--- EXERCISE DATA ---

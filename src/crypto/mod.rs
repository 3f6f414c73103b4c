//! Crypto primitives adapter.
//!
//! Thin typed wrappers over the ecosystem crates, exposing exactly the
//! operations the two decryption protocols consume: base64, SHA-1/SHA-256,
//! PBKDF2, block-cipher decryption (AES-CBC, AES-ECB, Triple-DES-CBC,
//! Blowfish-CFB), and a padding-reporting raw inflate. All functions are
//! pure over byte buffers and retain no state, so they are safe for
//! concurrent read-only use across documents.

use crate::common::{Error, Result};
use base64::engine::general_purpose::STANDARD as BASE64_STANDARD;
use base64::Engine as _;
use cipher::block_padding::NoPadding;
use cipher::generic_array::GenericArray;
use cipher::{BlockDecrypt, BlockDecryptMut, KeyInit, KeyIvInit};
use sha1::{Digest, Sha1};
use sha2::Sha256;

type Aes128CbcDec = cbc::Decryptor<aes::Aes128>;
type Aes192CbcDec = cbc::Decryptor<aes::Aes192>;
type Aes256CbcDec = cbc::Decryptor<aes::Aes256>;
type TdesCbcDec = cbc::Decryptor<des::TdesEde3>;
type BlowfishCfbDec = cfb_mode::Decryptor<blowfish::Blowfish>;

pub fn base64_encode(input: &[u8]) -> String {
    BASE64_STANDARD.encode(input)
}

pub fn base64_decode(input: &str) -> Result<Vec<u8>> {
    BASE64_STANDARD
        .decode(input.trim())
        .map_err(|e| Error::MalformedStructure(format!("invalid base64: {e}")))
}

pub fn sha1(input: &[u8]) -> Vec<u8> {
    let mut sha = Sha1::new();
    sha.update(input);
    sha.finalize().to_vec()
}

pub fn sha256(input: &[u8]) -> Vec<u8> {
    let mut sha = Sha256::new();
    sha.update(input);
    sha.finalize().to_vec()
}

/// PBKDF2-HMAC-SHA1 key derivation, as used by ODF manifest encryption.
pub fn pbkdf2_sha1(start_key: &[u8], salt: &[u8], iterations: u32, key_size: usize) -> Vec<u8> {
    let mut key = vec![0u8; key_size];
    pbkdf2::pbkdf2_hmac::<Sha1>(start_key, salt, iterations, &mut key);
    key
}

/// AES-CBC decryption without padding removal; the key length selects
/// AES-128/192/256. Input must be a whole number of 16-byte blocks.
pub fn decrypt_aes_cbc(key: &[u8], iv: &[u8], input: &[u8]) -> Result<Vec<u8>> {
    if input.len() % 16 != 0 {
        return Err(Error::MalformedStructure(format!(
            "AES ciphertext length {} is not a multiple of 16",
            input.len()
        )));
    }
    let mut buf = input.to_vec();
    match key.len() {
        16 => {
            let cipher = Aes128CbcDec::new_from_slices(key, iv)
                .map_err(|_| Error::MalformedStructure("invalid AES-128 key/iv".to_string()))?;
            cipher
                .decrypt_padded_mut::<NoPadding>(&mut buf)
                .map_err(|_| Error::MalformedStructure("AES-CBC decryption failed".to_string()))?;
        }
        24 => {
            let cipher = Aes192CbcDec::new_from_slices(key, iv)
                .map_err(|_| Error::MalformedStructure("invalid AES-192 key/iv".to_string()))?;
            cipher
                .decrypt_padded_mut::<NoPadding>(&mut buf)
                .map_err(|_| Error::MalformedStructure("AES-CBC decryption failed".to_string()))?;
        }
        32 => {
            let cipher = Aes256CbcDec::new_from_slices(key, iv)
                .map_err(|_| Error::MalformedStructure("invalid AES-256 key/iv".to_string()))?;
            cipher
                .decrypt_padded_mut::<NoPadding>(&mut buf)
                .map_err(|_| Error::MalformedStructure("AES-CBC decryption failed".to_string()))?;
        }
        other => {
            return Err(Error::UnsupportedAlgorithm(format!(
                "AES key length {other}"
            )))
        }
    }
    Ok(buf)
}

/// AES-ECB decryption, as used by the OOXML Standard `EncryptedPackage`
/// stream. The key length selects AES-128/192/256.
pub fn decrypt_aes_ecb(key: &[u8], input: &[u8]) -> Result<Vec<u8>> {
    if input.len() % 16 != 0 {
        return Err(Error::MalformedStructure(format!(
            "AES ciphertext length {} is not a multiple of 16",
            input.len()
        )));
    }
    let mut buf = input.to_vec();
    match key.len() {
        16 => ecb_decrypt_blocks(&aes::Aes128::new_from_slice(key).map_err(invalid_key)?, &mut buf),
        24 => ecb_decrypt_blocks(&aes::Aes192::new_from_slice(key).map_err(invalid_key)?, &mut buf),
        32 => ecb_decrypt_blocks(&aes::Aes256::new_from_slice(key).map_err(invalid_key)?, &mut buf),
        other => {
            return Err(Error::UnsupportedAlgorithm(format!(
                "AES key length {other}"
            )))
        }
    }
    Ok(buf)
}

fn invalid_key(_: cipher::InvalidLength) -> Error {
    Error::MalformedStructure("invalid AES key length".to_string())
}

fn ecb_decrypt_blocks<C: BlockDecrypt>(cipher: &C, buf: &mut [u8]) {
    for chunk in buf.chunks_mut(16) {
        let block = GenericArray::from_mut_slice(chunk);
        cipher.decrypt_block(block);
    }
}

/// Triple-DES (EDE3) CBC decryption without padding removal.
pub fn decrypt_triple_des(key: &[u8], iv: &[u8], input: &[u8]) -> Result<Vec<u8>> {
    if input.len() % 8 != 0 {
        return Err(Error::MalformedStructure(format!(
            "3DES ciphertext length {} is not a multiple of 8",
            input.len()
        )));
    }
    let mut buf = input.to_vec();
    let cipher = TdesCbcDec::new_from_slices(key, iv)
        .map_err(|_| Error::MalformedStructure("invalid 3DES key/iv".to_string()))?;
    cipher
        .decrypt_padded_mut::<NoPadding>(&mut buf)
        .map_err(|_| Error::MalformedStructure("3DES-CBC decryption failed".to_string()))?;
    Ok(buf)
}

/// Blowfish CFB decryption (full-block feedback). Any input length is valid.
pub fn decrypt_blowfish(key: &[u8], iv: &[u8], input: &[u8]) -> Result<Vec<u8>> {
    use cfb_mode::cipher::AsyncStreamCipher;
    let mut buf = input.to_vec();
    let cipher = BlowfishCfbDec::new_from_slices(key, iv)
        .map_err(|_| Error::MalformedStructure("invalid Blowfish key/iv".to_string()))?;
    cipher.decrypt(&mut buf);
    Ok(buf)
}

/// Result of a padding-aware inflate pass.
#[derive(Debug)]
pub struct Inflated {
    pub data: Vec<u8>,
    /// Raw bytes left in the input after the deflate stream ended.
    ///
    /// Encrypted ODF entries round the compressed payload up to a cipher
    /// block boundary; the slack shows up here and is not a corruption.
    pub padding: usize,
}

/// Inflate a raw deflate stream, reporting (and discarding) trailing
/// padding bytes instead of treating them as garbage.
pub fn inflate(input: &[u8]) -> Result<Inflated> {
    use flate2::{Decompress, FlushDecompress, Status};

    let mut decompress = Decompress::new(false);
    let mut data = Vec::with_capacity(input.len().saturating_mul(3).max(1024));
    loop {
        let consumed = decompress.total_in() as usize;
        if data.len() == data.capacity() {
            data.reserve(32 * 1024);
        }
        let status = decompress
            .decompress_vec(&input[consumed..], &mut data, FlushDecompress::Finish)
            .map_err(|e| Error::MalformedStructure(format!("inflate failed: {e}")))?;
        match status {
            Status::StreamEnd => break,
            Status::Ok => {}
            Status::BufError => {
                if decompress.total_in() as usize == consumed && data.len() < data.capacity() {
                    return Err(Error::MalformedStructure(
                        "truncated deflate stream".to_string(),
                    ));
                }
            }
        }
    }
    let padding = input.len() - decompress.total_in() as usize;
    Ok(Inflated { data, padding })
}

/// Deflate-compress a buffer (raw stream, no zlib header).
///
/// Only the test fixtures need the forward direction, but the codec is kept
/// next to `inflate` so the pair stays symmetric.
pub fn deflate(input: &[u8]) -> Vec<u8> {
    use flate2::write::DeflateEncoder;
    use flate2::Compression;
    use std::io::Write;

    let mut encoder = DeflateEncoder::new(Vec::new(), Compression::default());
    // Writing to a Vec cannot fail.
    let _ = encoder.write_all(input);
    encoder.finish().unwrap_or_default()
}

#[cfg(test)]
pub(crate) mod testutil {
    //! Forward (encrypting) counterparts used to build test fixtures.

    use cipher::block_padding::NoPadding;
    use cipher::generic_array::GenericArray;
    use cipher::{BlockEncrypt, BlockEncryptMut, KeyInit, KeyIvInit};

    /// AES-CBC encrypt; the key length selects the variant, input must
    /// already be block-aligned.
    pub fn encrypt_aes_cbc(key: &[u8], iv: &[u8], input: &[u8]) -> Vec<u8> {
        assert_eq!(input.len() % 16, 0, "test input must be block-aligned");
        match key.len() {
            16 => cbc::Encryptor::<aes::Aes128>::new_from_slices(key, iv)
                .expect("test key/iv")
                .encrypt_padded_vec_mut::<NoPadding>(input),
            24 => cbc::Encryptor::<aes::Aes192>::new_from_slices(key, iv)
                .expect("test key/iv")
                .encrypt_padded_vec_mut::<NoPadding>(input),
            32 => cbc::Encryptor::<aes::Aes256>::new_from_slices(key, iv)
                .expect("test key/iv")
                .encrypt_padded_vec_mut::<NoPadding>(input),
            other => panic!("unsupported test key length {other}"),
        }
    }

    /// AES-256-CBC encrypt; input must already be block-aligned.
    pub fn encrypt_aes256_cbc(key: &[u8], iv: &[u8], input: &[u8]) -> Vec<u8> {
        assert_eq!(key.len(), 32);
        encrypt_aes_cbc(key, iv, input)
    }

    /// AES-ECB encrypt; the key length selects the variant.
    pub fn encrypt_aes_ecb(key: &[u8], input: &[u8]) -> Vec<u8> {
        assert_eq!(input.len() % 16, 0, "test input must be block-aligned");
        let mut buf = input.to_vec();
        match key.len() {
            16 => ecb_encrypt_blocks(&aes::Aes128::new_from_slice(key).unwrap(), &mut buf),
            24 => ecb_encrypt_blocks(&aes::Aes192::new_from_slice(key).unwrap(), &mut buf),
            32 => ecb_encrypt_blocks(&aes::Aes256::new_from_slice(key).unwrap(), &mut buf),
            other => panic!("unsupported test key length {other}"),
        }
        buf
    }

    fn ecb_encrypt_blocks<C: BlockEncrypt>(cipher: &C, buf: &mut [u8]) {
        for chunk in buf.chunks_mut(16) {
            cipher.encrypt_block(GenericArray::from_mut_slice(chunk));
        }
    }

    /// Pad with zero bytes up to a block multiple.
    pub fn pad_to_block(input: &[u8], block: usize) -> Vec<u8> {
        let mut out = input.to_vec();
        let rem = out.len() % block;
        if rem != 0 {
            out.resize(out.len() + block - rem, 0);
        }
        out
    }
}

#[cfg(test)]
mod tests {
    use super::*;

    #[test]
    fn test_base64_roundtrip() {
        let data = b"salt and iv bytes";
        assert_eq!(base64_decode(&base64_encode(data)).unwrap(), data);
        assert!(base64_decode("!!!").is_err());
    }

    #[test]
    fn test_digest_sizes() {
        assert_eq!(sha1(b"abc").len(), 20);
        assert_eq!(sha256(b"abc").len(), 32);
        // FIPS 180-1 test vector, first bytes.
        assert_eq!(&sha1(b"abc")[..4], &[0xa9, 0x99, 0x3e, 0x36]);
    }

    #[test]
    fn test_pbkdf2_is_deterministic() {
        let a = pbkdf2_sha1(b"start", b"salt", 1024, 32);
        let b = pbkdf2_sha1(b"start", b"salt", 1024, 32);
        assert_eq!(a, b);
        assert_eq!(a.len(), 32);
        assert_ne!(a, pbkdf2_sha1(b"other", b"salt", 1024, 32));
    }

    #[test]
    fn test_aes_cbc_roundtrip() {
        let key = [7u8; 32];
        let iv = [9u8; 16];
        let plain = b"sixteen byte blk sixteen byte bl";
        let encrypted = testutil::encrypt_aes256_cbc(&key, &iv, plain);
        assert_eq!(decrypt_aes_cbc(&key, &iv, &encrypted).unwrap(), plain);
    }

    #[test]
    fn test_aes_cbc_rejects_partial_blocks() {
        assert!(decrypt_aes_cbc(&[0u8; 32], &[0u8; 16], &[0u8; 17]).is_err());
        assert!(decrypt_aes_cbc(&[0u8; 13], &[0u8; 16], &[0u8; 16]).is_err());
    }

    #[test]
    fn test_inflate_roundtrip() {
        let plain: Vec<u8> = (0..10_000u32).map(|i| (i % 251) as u8).collect();
        let compressed = deflate(&plain);
        let inflated = inflate(&compressed).unwrap();
        assert_eq!(inflated.data, plain);
        assert_eq!(inflated.padding, 0);
    }

    #[test]
    fn test_inflate_reports_padding() {
        let plain = b"padding recovery test payload";
        let mut compressed = deflate(plain);
        let unpadded = compressed.len();
        compressed = testutil::pad_to_block(&compressed, 16);
        let inflated = inflate(&compressed).unwrap();
        assert_eq!(inflated.data, plain);
        assert_eq!(inflated.padding, compressed.len() - unpadded);
    }

    #[test]
    fn test_inflate_rejects_garbage() {
        assert!(inflate(&[0xff, 0xff, 0xff, 0xff]).is_err());
    }

    #[test]
    fn test_blowfish_cfb_any_length() {
        // CFB is stream-like; a 5-byte payload must survive the round trip.
        use cfb_mode::cipher::{AsyncStreamCipher, KeyIvInit};
        let key = [3u8; 16];
        let iv = [1u8; 8];
        let mut buf = b"hello".to_vec();
        cfb_mode::Encryptor::<blowfish::Blowfish>::new_from_slices(&key, &iv)
            .unwrap()
            .encrypt(&mut buf);
        assert_eq!(decrypt_blowfish(&key, &iv, &buf).unwrap(), b"hello");
    }
}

---

ACTIVITY: Quote exactly the first line of the entries and every line after it, stopping with the line that contains "operations the two".

RESPONSE AREA:
filename src/crypto/mod.rs
repository 3f6f414c73103b4c
//! Crypto primitives adapter.
//!
//! Thin typed wrappers over the ecosystem crates, exposing exactly the
//! operations the two decryption protocols consume: base64, SHA-1/SHA-256,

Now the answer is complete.